I intended to return to this skinning and gutting scene, squeeze more out of it, but between one writing session and the next, while reading Haruki Murakami's
Wind-Up Bird Chronicle,
I encountered, by coincidence, another skinning scene—the torture of a Japanese soldier captured during the Manchurian border war between Russia and Japan in 1939, a graphic description of a man tied down and flayed inch by inch by a Mongolian with a long, thin, curved knife, who prolonged his victim's agony less to extract information than to demonstrate mastery of his instrument, which produced perfectly preserved, empty envelopes of skin while the bloody body still twitched.

Whatever little chill I hoped to evoke with my antelope butchering scene had been trumped and chumped by the horrible suffering of Murakami's prisoner, his human screams, human blood soaking the ground, the patient, methodical infliction of pain by his executioner. I felt depressed, disappointed, hopelessly outgunned. A tiny razor was lifting my skin.

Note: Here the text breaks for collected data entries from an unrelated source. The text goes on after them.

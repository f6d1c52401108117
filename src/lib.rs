//! Repairdesk - repair ticket stage tracking for auto shops
//!
//! This library provides the stage-progression core of a shop management
//! system:
//! - Schema definitions for tickets, roles, stages and shop config
//! - Domain logic for the seven-stage lifecycle and role-gated transitions
//! - Stage sessions with the rollback confirmation gate and change events
//! - The derived progress-track view and its ratatui widget
//! - Ticket stores (in-memory and per-record JSON files)

pub mod cli;
pub mod config;
pub mod display;
pub mod domain;
pub mod errors;
pub mod schemas;
pub mod session;
pub mod store;

// Re-export commonly used types
pub use errors::{Result, ShopError};
pub use schemas::{Role, ShopConfig, Stage, Ticket};
pub use session::{StageEvent, StageSession};
pub use store::{JsonTicketStore, MemoryTicketStore, TicketStore};
//! Configuration loading with defaults

use std::path::Path;

use crate::errors::{Result, ShopError};
use crate::schemas::ShopConfig;
use crate::store;

/// Load the shop configuration, falling back to defaults.
///
/// If `.repairdesk/config.json` exists it is read and missing fields take
/// their defaults. If it doesn't exist, the default configuration is returned.
///
/// # Errors
/// * `ConfigError` - If the file exists but names an unusable shop id
/// * `InvalidJson` - If the file is not valid JSON
pub fn load_config(root: &Path) -> Result<ShopConfig> {
    let config = store::read_config(root)?;
    if !store::is_valid_record_id(&config.shop_id) {
        return Err(ShopError::ConfigError(format!(
            "shop_id {:?} must be a single path segment of letters, digits, '-', '_' or '.'",
            config.shop_id
        )));
    }
    Ok(config)
}
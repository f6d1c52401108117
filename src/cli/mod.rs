//! CLI module for repairdesk
//!
//! Provides the command-line interface using clap.

pub mod commands;

use clap::{Parser, Subcommand};
use std::path::PathBuf;

/// Repairdesk - repair ticket stage tracking for auto shops
#[derive(Parser, Debug)]
#[command(name = "repairdesk")]
#[command(version)]
#[command(about = "Track repair tickets through the shop's stage lifecycle")]
#[command(long_about = None)]
pub struct Cli {
    #[command(subcommand)]
    pub command: Option<Commands>,

    /// Enable verbose logging (debug level)
    #[arg(short, long, global = true)]
    pub verbose: bool,

    /// Only log warnings and errors
    #[arg(short, long, global = true)]
    pub quiet: bool,

    /// Directory to search for the shop workspace (defaults to the current directory)
    #[arg(long, global = true)]
    pub shop_dir: Option<PathBuf>,
}

#[derive(Subcommand, Debug)]
pub enum Commands {
    /// Create a .repairdesk workspace in the current directory
    Init {
        /// Shop this workspace belongs to
        #[arg(long)]
        shop_id: Option<String>,

        /// Overwrite an existing configuration
        #[arg(long)]
        force: bool,
    },

    /// Open a new ticket at Checked In
    Open {
        /// Owning customer's id
        #[arg(long)]
        client: String,

        /// Customer display name
        #[arg(long)]
        customer: String,

        /// Vehicle description
        #[arg(long)]
        vehicle: String,

        /// Reported issue
        #[arg(long)]
        issue: String,
    },

    /// List tickets of the configured shop
    List {
        /// Output as JSON
        #[arg(long)]
        json: bool,
    },

    /// Show a ticket's stage track
    Show {
        /// Ticket ID
        id: String,

        /// Viewer role (client, staff, owner)
        #[arg(long, default_value = "client")]
        role: String,

        /// Output as JSON
        #[arg(long)]
        json: bool,
    },

    /// Request a stage change
    Stage {
        /// Ticket ID
        id: String,

        /// Acting role (client, staff, owner)
        #[arg(long)]
        role: String,

        /// Target stage index (0 = Checked In, 6 = Completed); out-of-range values clamp
        #[arg(long, allow_hyphen_values = true)]
        to: i64,

        /// Confirm a rollback without prompting
        #[arg(long)]
        yes: bool,
    },

    /// Print the stage sequence
    Stages,
}

/// Parse a role argument.
pub(crate) fn parse_role(text: &str) -> crate::Result<crate::Role> {
    text.parse().map_err(crate::ShopError::InvalidRole)
}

Luckily, I had other work, so put Wyoming aside that day, tried to savor the irony of yet another coincidence and console myself with the possibility, whether I liked it or not, that coincidence was becoming my subject, the inevitable subject once you start searching for connections between one word and the next, one step and the next, one breath, one heartbeat, and the next, because sooner or later coincidence intervenes, a spinning universe intersects with another spinning universe, and strangely, one doesn't exactly demolish the other, each seems to go on about its business as if the other doesn't exist, the
bumping
into each other, the
touching
are fictions, imaginary accidents that produce consequences a survivor of the collision might call
change
or
loss
or
birth
or
death.

Coincidence
(1) the fact or condition of being coincidental, (2) occurrence or existence at the same time, (3) exact correspondence in substance, nature, character, etc., (4) concurrence, (5) blending.

And further down page
339
of the
Oxford Shorter English Dictionary
(Volume 1, A-M), where coincidentally my eyes stray,

Cohabit
—to dwell together
Coinquinate
—to soil all over; pollute; defile

Play in the dictionary all day, but you'll still never write like the great ones, the voice says. But so what, why should I. The point isn't replicating some other writer. The point is expressing myself, being myself. Anyway, who decides, finally, what's good or bad, and hearing myself repeat the pep talk I deliver each time a writer's shadow or my own ineptitude stops me in my tracks, I think, yeah, right, but how can I be sure my bones aren't up in the mountains already, waiting for some spring hiker to boot them deeper into a snowdrift.